恵方を向いて黙々と恵方巻きを食べる今日子ちゃん。早く恵方巻きを食べ終えようとする今日子ちゃんですが、恵方巻きは大きく、なかなか食べ終わりません。
そうこうしているうちに今日子ちゃんのお父さんの桜井咲也お父さんがやってきて、聖夜くんのお父さんの花木夕作伯父さんも帰ってきました。
晩御飯を食べ終えるとようやく豆まきパーティーです。二人のお父さんが鬼のお面をつけて子ども達はお父さん達にむかって豆を投げます。

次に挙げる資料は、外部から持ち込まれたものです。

use crate::args::CollectArgs;
use crate::pipeline::error::PipelineError;
use crate::pipeline::gps::{GpsConfig, spawn_gps_poller};
use crate::pipeline::link::ReconnectPolicy;
use crate::pipeline::modem::{ModemConfig, spawn_modem_reader};
use crate::pipeline::queue::{QueueStats, event_queue, wait_drained};
use crate::pipeline::sink::{EventSink, JsonLinesSink};
use crate::pipeline::task::TaskHandle;
use crate::pipeline::worker::spawn_worker;
use crate::shared::lock::LockGuard;
use crate::shared::signal::{CancelToken, install_ctrlc_handler};
use anyhow::{Context, Result};
use std::path::Path;
use std::sync::Arc;
use std::time::Duration;
use tracing::{error, info, warn};

const SUPERVISOR_POLL: Duration = Duration::from_millis(200);

// Public collect command entrypoint.
// Starts GPS (if configured), worker and modem reader, then supervises them until Ctrl-C or a failure.
pub fn run_collect(args: CollectArgs) -> Result<()> {
    let shutdown = CancelToken::new();
    install_ctrlc_handler(&shutdown)?;
    let _lock = LockGuard::acquire(&args.lock_file, &args.modem_port)?;

    let sink = open_sink(args.output.as_deref())?;
    let reconnect = ReconnectPolicy {
        attempts: args.reconnect_attempts,
        delay: Duration::from_millis(args.reconnect_delay_ms),
    };
    let (queue_tx, queue_rx) = event_queue(args.queue_capacity(), args.overflow);
    let mut pipeline = Pipeline::new(queue_rx.stats(), Duration::from_millis(args.drain_timeout_ms));

    let gps = match &args.gps_port {
        Some(port) => {
            let config = GpsConfig {
                port: port.clone(),
                baud_rate: args.gps_baud,
                read_timeout: Duration::from_millis(args.gps_timeout_ms),
                reconnect,
            };
            let (handle, source) = spawn_gps_poller(config, CancelToken::new())
                .with_context(|| format!("starting GPS poller failed: {port}"))?;
            pipeline.gps = Some(handle);

            // Let the receiver produce a fix before the first modem frame arrives.
            info!(secs = args.gps_warm_up_secs, "GPS warm-up");
            if shutdown.wait_timeout(Duration::from_secs(args.gps_warm_up_secs)) {
                return pipeline.finish();
            }
            if source.load().is_empty() {
                warn!(port = %port, "no GPS sentence decoded during warm-up");
            }
            Some(source)
        }
        None => None,
    };

    match spawn_worker(queue_rx, sink, CancelToken::new()) {
        Ok(handle) => pipeline.worker = Some(handle),
        Err(err) => return pipeline.abort(err, "starting worker failed"),
    }

    let modem_config = ModemConfig {
        port: args.modem_port.clone(),
        baud_rate: args.modem_baud,
        read_timeout: Duration::from_millis(args.modem_timeout_ms),
        chunk_bytes: args.read_chunk_bytes,
        reconnect,
    };
    match spawn_modem_reader(modem_config, queue_tx, gps, CancelToken::new()) {
        Ok(handle) => pipeline.modem = Some(handle),
        Err(err) => return pipeline.abort(err, "starting modem reader failed"),
    }
    info!(modem = %args.modem_port, gps = ?args.gps_port, "collector running");

    while !shutdown.is_cancelled() {
        if pipeline.poll_exits() {
            break;
        }
        shutdown.wait_timeout(SUPERVISOR_POLL);
    }
    if shutdown.is_cancelled() {
        info!("interrupt received; stopping collector");
    }
    pipeline.finish()
}

// Choose the record sink: JSON lines on stdout, or appended to a file.
pub(crate) fn open_sink(output: Option<&Path>) -> Result<Box<dyn EventSink>> {
    match output {
        Some(path) => {
            let sink = JsonLinesSink::append_to(path).with_context(|| {
                format!("opening event output failed: {}", path.display())
            })?;
            info!(path = %path.display(), "writing events to file");
            Ok(Box::new(sink))
        }
        None => Ok(Box::new(JsonLinesSink::stdout())),
    }
}

// Running components plus the failures they reported.
struct Pipeline {
    gps: Option<TaskHandle>,
    modem: Option<TaskHandle>,
    worker: Option<TaskHandle>,
    queue_stats: Arc<QueueStats>,
    drain_timeout: Duration,
    failures: Vec<(String, PipelineError)>,
}

impl Pipeline {
    fn new(queue_stats: Arc<QueueStats>, drain_timeout: Duration) -> Self {
        Self {
            gps: None,
            modem: None,
            worker: None,
            queue_stats,
            drain_timeout,
            failures: Vec::new(),
        }
    }

    // Returns true once the pipeline can no longer make progress.
    // A GPS stream that simply ended leaves the last fix in place and collection goes on.
    fn poll_exits(&mut self) -> bool {
        if self.gps.as_ref().is_some_and(TaskHandle::is_finished) {
            if let Some(mut gps) = self.gps.take() {
                match gps.join() {
                    Ok(()) => info!("GPS poller exited; events keep the last known fix"),
                    Err(err) => {
                        self.record(gps.name(), err);
                        return true;
                    }
                }
            }
        }

        for task in [&self.modem, &self.worker] {
            if task.as_ref().is_some_and(TaskHandle::is_finished) {
                let name = task.as_ref().map(|t| t.name().to_string()).unwrap_or_default();
                warn!(task = %name, "component exited; stopping collector");
                return true;
            }
        }
        false
    }

    fn record(&mut self, name: &str, err: PipelineError) {
        error!(task = name, error = %err, "component failed");
        self.failures.push((name.to_string(), err));
    }

    // Stop in dependency order: producer, GPS, then let the worker drain the queue.
    fn shutdown(&mut self) {
        let producers = [self.modem.take(), self.gps.take()];
        for mut task in producers.into_iter().flatten() {
            task.stop();
            if let Err(err) = task.join() {
                self.record(task.name(), err);
            }
        }

        if let Some(mut worker) = self.worker.take() {
            if !worker.is_finished() && !wait_drained(&self.queue_stats, self.drain_timeout) {
                warn!(
                    in_flight = self.queue_stats.in_flight(),
                    "queue not drained before timeout; remaining events discarded"
                );
            }
            worker.stop();
            if let Err(err) = worker.join() {
                self.record(worker.name(), err);
            }
        }
    }

    fn finish(mut self) -> Result<()> {
        self.shutdown();
        info!(dropped = self.queue_stats.dropped(), "collector stopped");
        match self.failures.into_iter().next() {
            Some((name, err)) => Err(anyhow::Error::new(err).context(format!("{name} failed"))),
            None => Ok(()),
        }
    }

    // Start-up failure after some components are already running.
    fn abort(mut self, err: PipelineError, context: &'static str) -> Result<()> {
        self.shutdown();
        if let Some((name, other)) = self.failures.first() {
            warn!(task = %name, error = %other, "component also failed during abort");
        }
        Err(anyhow::Error::new(err).context(context))
    }
}
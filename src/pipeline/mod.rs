// Modem reader -> event queue -> worker, with an optional GPS poller feeding snapshots.
pub mod ceng;
pub mod error;
pub mod event;
pub mod framer;
pub mod gps;
pub mod link;
pub mod modem;
pub mod queue;
pub mod sink;
pub mod task;
pub mod worker;
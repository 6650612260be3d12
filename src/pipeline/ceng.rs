// Engineering-mode (AT+CENG) report parsing.

pub const CENG_MARKER: &str = "+CENG: 0,";

// Serving-cell metrics in the order the modem reports them.
// arfcn: absolute radio frequency channel number, rxl/rxq: receive level/quality,
// mcc/mnc: mobile country/network code, bsic: base station identity code,
// rla: receive level access minimum, txp: max CCCH transmit power, ta: timing advance.
pub const CENG_FIELDS: [&str; 11] = [
    "arfcn", "rxl", "rxq", "mcc", "mnc", "bsic", "cell_id", "lac", "rla", "txp", "ta",
];

pub type CengFields = Vec<(&'static str, String)>;

// Parse one engineering-mode line into named metrics. Anything before the marker
// and the line ending are ignored. Values pair positionally with CENG_FIELDS and
// pairing stops at whichever side runs out first. Never fails.
pub fn parse_ceng(frame: &str) -> CengFields {
    let body = frame
        .find(CENG_MARKER)
        .map_or(frame, |start| &frame[start + CENG_MARKER.len()..]);
    let cleaned = body.replace('"', "");
    CENG_FIELDS
        .iter()
        .copied()
        .zip(cleaned.trim_end().split(','))
        .map(|(name, value)| (name, value.to_string()))
        .collect()
}
use anyhow::{Context, Result};
use fs2::FileExt;
use std::fs::{self, File, OpenOptions};
use std::io::{self, Seek, SeekFrom, Write};
use std::path::Path;

// Process-level lock guard backed by an OS file lock.
// Two collectors on the same modem would fight over its AT command channel.
pub struct LockGuard {
    file: File,
}

impl LockGuard {
    // Acquire an exclusive lock on `path` and record who holds it.
    pub fn acquire(path: &Path, holder: &str) -> Result<Self> {
        if let Some(parent) = path.parent() {
            if !parent.as_os_str().is_empty() {
                fs::create_dir_all(parent).with_context(|| {
                    format!("creating lock directory failed: {}", parent.display())
                })?;
            }
        }

        let mut file = OpenOptions::new()
            .create(true)
            .read(true)
            .write(true)
            .truncate(false)
            .open(path)
            .with_context(|| format!("opening lock file failed: {}", path.display()))?;

        file.try_lock_exclusive().with_context(|| {
            format!("another collector is already running: {}", path.display())
        })?;

        write_holder(&mut file, holder)
            .with_context(|| format!("writing lock file failed: {}", path.display()))?;

        Ok(Self { file })
    }
}

fn write_holder(file: &mut File, holder: &str) -> io::Result<()> {
    file.set_len(0)?;
    file.seek(SeekFrom::Start(0))?;
    writeln!(file, "{} {}", std::process::id(), holder)?;
    file.flush()
}

impl Drop for LockGuard {
    // Release the lock automatically when the guard goes out of scope.
    fn drop(&mut self) {
        let _ = self.file.unlock();
    }
}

今日子ちゃんはお昼に見たお姉さんたちを真似てイスの上にたち、豆を投げました。
「おにはーそと、ふくはーうち」
こうして長かった今日子ちゃんのはじめてのおつかいは無事に終えることができました。よかったね、今日子ちゃん。
こうしてまた一歩、大人に近づきました。